Hyetographical Map of the British Isles, Prepared for the British Pollution Commission, Sixth Report, The Domestic Water Supply of Great Britain, 1874, Under the Supervision of G. J. Symons. London: Stanford, 1874.
When writers across the Atlantic thought of Britain, romantic images filled their heads. (Often, these images derived from illustrated travel narratives published and circulated in North America). Some pictured the cathedral town of Canterbury, or the two great universities, or the moors of Brontë country, or the splendid sights of London, from Westminster Abbey to the West End theatres. But many thought of England’s bodies of water, especially its beautiful rivers—visions of swans gliding down Shakespeare’s Avon; the majestic Houses of Parliament set against the Thames; undergraduates punting on the Cam, etc. As these writers discovered on arrival, however, the reality was often quite different, for the nation’s water supply was being contaminated with pollutants from industrial run-offs. In a lecture titled “The Storm Cloud of the Nineteenth Century” (1884), John Ruskin warned his audience at the London Institution about the fouling of nature by factory smoke, as evidenced in the “poisonous” look of rain clouds. Readers, too, of William Morris’s utopian fantasy, News from Nowhere (1890), first realized that the narrator had left the world of the present, when he awakened to find the Thames sparkling and pure and exclaimed, “‘How clear the water is this morning!’” Even decades earlier, meteorologists such as G. J. (George James) Symons (1838–1900), founder of the British Rainfall Organization, had begun to worry about patterns of rainfall and about the pollution of British waterways, as this map demonstrates.

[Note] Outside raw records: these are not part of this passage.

use std::collections::BTreeMap;

use chrono::{DateTime, Utc};
use serde::{Deserialize, Serialize};

// entities as the metadata control plane serializes them. the control plane
// owns naming, tagging and access; the registry only reads these and writes
// through the operations on MetadataClient

// annotation on an image marking it as produced by this registry. images
// without it came from somewhere else and are served via pullthrough
pub const MANAGED_ANNOTATION: &str = "imageregistry.io/managed";
pub const MANAGED_ANNOTATION_VALUE: &str = "true";

// annotation on a stream marking the whole upstream repository insecure
pub const INSECURE_REPOSITORY_ANNOTATION: &str = "imageregistry.io/insecure-repository";

#[derive(Debug, Clone, Default, Serialize, Deserialize)]
pub struct ObjectMeta {
    #[serde(default)]
    pub namespace: String,
    pub name: String,
    #[serde(default)]
    pub annotations: BTreeMap<String, String>,
}

#[derive(Debug, Clone, Default, Serialize, Deserialize)]
pub struct ImageStream {
    pub metadata: ObjectMeta,
    #[serde(default)]
    pub spec: ImageStreamSpec,
    #[serde(default)]
    pub status: ImageStreamStatus,
}

#[derive(Debug, Clone, Default, Serialize, Deserialize)]
pub struct ImageStreamSpec {
    #[serde(default)]
    pub tags: Vec<TagReference>,
}

#[derive(Debug, Clone, Default, Serialize, Deserialize)]
pub struct TagReference {
    pub name: String,
    #[serde(default)]
    pub from: Option<ObjectReference>,
    #[serde(default, rename = "importPolicy")]
    pub import_policy: ImportPolicy,
}

#[derive(Debug, Clone, Default, Serialize, Deserialize)]
pub struct ImportPolicy {
    #[serde(default)]
    pub insecure: bool,
}

#[derive(Debug, Clone, Default, Serialize, Deserialize)]
pub struct ObjectReference {
    #[serde(default)]
    pub kind: String,
    pub name: String,
}

#[derive(Debug, Clone, Default, Serialize, Deserialize)]
pub struct ImageStreamStatus {
    #[serde(default, rename = "dockerImageRepository")]
    pub docker_image_repository: String,
    #[serde(default)]
    pub tags: Vec<NamedTagEventList>,
}

#[derive(Debug, Clone, Default, Serialize, Deserialize)]
pub struct NamedTagEventList {
    pub tag: String,
    #[serde(default)]
    pub items: Vec<TagEvent>,
}

// a historical record of which image a tag pointed at at a given moment.
// items are newest first, generation is monotonically versioned by the
// control plane
#[derive(Debug, Clone, Default, Serialize, Deserialize)]
pub struct TagEvent {
    #[serde(default)]
    pub created: Option<DateTime<Utc>>,
    pub image: String,
    #[serde(default, rename = "dockerImageReference")]
    pub docker_image_reference: String,
    #[serde(default)]
    pub generation: i64,
}

#[derive(Debug, Clone, Default, Serialize, Deserialize)]
pub struct Image {
    pub metadata: ObjectMeta,
    #[serde(default, rename = "dockerImageReference")]
    pub docker_image_reference: String,
    #[serde(default, rename = "dockerImageManifest")]
    pub docker_image_manifest: Option<String>,
    #[serde(default, rename = "dockerImageManifestMediaType")]
    pub docker_image_manifest_media_type: String,
    #[serde(default, rename = "dockerImageLayers")]
    pub docker_image_layers: Vec<ImageLayer>,
    #[serde(default, rename = "dockerImageMetadata")]
    pub docker_image_metadata: DockerImageMetadata,
    #[serde(default)]
    pub signatures: Vec<ImageSignature>,
}

#[derive(Debug, Clone, Default, Serialize, Deserialize)]
pub struct ImageLayer {
    // name is the layer digest
    pub name: String,
    #[serde(default)]
    pub size: u64,
    #[serde(default, rename = "mediaType")]
    pub media_type: String,
}

#[derive(Debug, Clone, Default, Serialize, Deserialize)]
pub struct DockerImageMetadata {
    // the config blob digest
    #[serde(default)]
    pub id: String,
}

#[derive(Debug, Clone, Default, Serialize, Deserialize)]
pub struct ImageSignature {
    pub name: String,
    #[serde(default, with = "content_b64")]
    pub content: Vec<u8>,
    #[serde(default, rename = "type")]
    pub kind: String,
}

mod content_b64 {
    use base64::Engine;
    use serde::{Deserialize, Deserializer, Serializer};

    pub fn serialize<S: Serializer>(v: &[u8], s: S) -> Result<S::Ok, S::Error> {
        s.serialize_str(&base64::engine::general_purpose::STANDARD.encode(v))
    }

    pub fn deserialize<'de, D: Deserializer<'de>>(d: D) -> Result<Vec<u8>, D::Error> {
        let s = String::deserialize(d)?;
        base64::engine::general_purpose::STANDARD
            .decode(&s)
            .map_err(serde::de::Error::custom)
    }
}

// write-only envelope attaching an Image to an ImageStream at a tag
#[derive(Debug, Clone, Default, Serialize, Deserialize)]
pub struct ImageStreamMapping {
    pub metadata: ObjectMeta,
    pub image: Image,
    pub tag: String,
}

// a single mirror rewrite rule. per-registry rules (source with no path)
// apply to every sub-repository
#[derive(Debug, Clone, Serialize, Deserialize)]
pub struct MirrorRule {
    pub source: String,
    #[serde(default)]
    pub mirrors: Vec<String>,
}

impl ImageStream {
    pub fn name_key(&self) -> (String, String) {
        (self.metadata.namespace.clone(), self.metadata.name.clone())
    }

    // the newest event for a tag, if any
    pub fn latest_tag_event(&self, tag: &str) -> Option<&TagEvent> {
        self.status
            .tags
            .iter()
            .find(|t| t.tag == tag)
            .and_then(|t| t.items.first())
    }

    // tag -> latest image digest
    pub fn tag_digests(&self) -> BTreeMap<String, String> {
        self.status
            .tags
            .iter()
            .filter_map(|t| t.items.first().map(|e| (t.tag.clone(), e.image.clone())))
            .collect()
    }

    // does any event in the history reference the image digest
    pub fn references_image(&self, digest: &str) -> bool {
        self.status
            .tags
            .iter()
            .any(|t| t.items.iter().any(|e| e.image == digest))
    }

    pub fn insecure_by_annotation(&self) -> bool {
        self.metadata
            .annotations
            .get(INSECURE_REPOSITORY_ANNOTATION)
            .map(|v| v == "true")
            .unwrap_or(false)
    }

    pub fn tag_insecure(&self, tag: &str) -> bool {
        self.spec
            .tags
            .iter()
            .find(|t| t.name == tag)
            .map(|t| t.import_policy.insecure)
            .unwrap_or(false)
    }
}

impl Image {
    pub fn is_managed(&self) -> bool {
        self.metadata
            .annotations
            .get(MANAGED_ANNOTATION)
            .map(|v| v == MANAGED_ANNOTATION_VALUE)
            .unwrap_or(false)
    }

    // the digest this image is keyed by
    pub fn digest(&self) -> &str {
        &self.metadata.name
    }

    pub fn layer_digests(&self) -> impl Iterator<Item = &str> {
        self.docker_image_layers.iter().map(|l| l.name.as_str())
    }

    pub fn config_digest(&self) -> Option<&str> {
        if self.docker_image_metadata.id.is_empty() {
            None
        } else {
            Some(&self.docker_image_metadata.id)
        }
    }
}

#[cfg(test)]
mod tests {
    use super::*;

    fn stream_with_tags() -> ImageStream {
        ImageStream {
            metadata: ObjectMeta {
                namespace: "ns".into(),
                name: "app".into(),
                ..Default::default()
            },
            status: ImageStreamStatus {
                tags: vec![
                    NamedTagEventList {
                        tag: "latest".into(),
                        items: vec![
                            TagEvent {
                                image: "sha256:new".into(),
                                ..Default::default()
                            },
                            TagEvent {
                                image: "sha256:old".into(),
                                ..Default::default()
                            },
                        ],
                    },
                    NamedTagEventList {
                        tag: "v1".into(),
                        items: vec![TagEvent {
                            image: "sha256:old".into(),
                            ..Default::default()
                        }],
                    },
                ],
                ..Default::default()
            },
            ..Default::default()
        }
    }

    #[test]
    fn test_latest_tag_event() {
        let stream = stream_with_tags();
        assert_eq!(stream.latest_tag_event("latest").unwrap().image, "sha256:new");
        assert!(stream.latest_tag_event("missing").is_none());
    }

    #[test]
    fn test_references_image_sees_history() {
        let stream = stream_with_tags();
        assert!(stream.references_image("sha256:old"));
        assert!(stream.references_image("sha256:new"));
        assert!(!stream.references_image("sha256:other"));
    }

    #[test]
    fn test_managed_flag() {
        let mut image = Image::default();
        assert!(!image.is_managed());
        image
            .metadata
            .annotations
            .insert(MANAGED_ANNOTATION.into(), MANAGED_ANNOTATION_VALUE.into());
        assert!(image.is_managed());
    }
}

Stanford’s Map of London. London: Stanford, .
For turn-of-the-century American writers inspired by their British counterparts in the Pre-Raphaelite, Arts and Crafts, and Aesthetic movements, London was more than a tourist destination; it was a place for artistic pilgrimage. Depending upon the decade and the ideological affiliations of the traveler, it offered myriad “must see” sites. Among these were the South Kensington Museum (later the Victoria and Albert Museum), with its displays of decorative arts; Liberty & Co, the department store in Regent Street, which sold aesthetic goods; the Cafe Royal, where Aesthetes and Decadents from the Yellow Book circle gathered in Piccadilly; the riverside Chelsea studio house of D. G. Rossetti; the West End theatres where Oscar Wilde’s comedies premiered; and William Morris’s Kelmscott House in Hammersmith.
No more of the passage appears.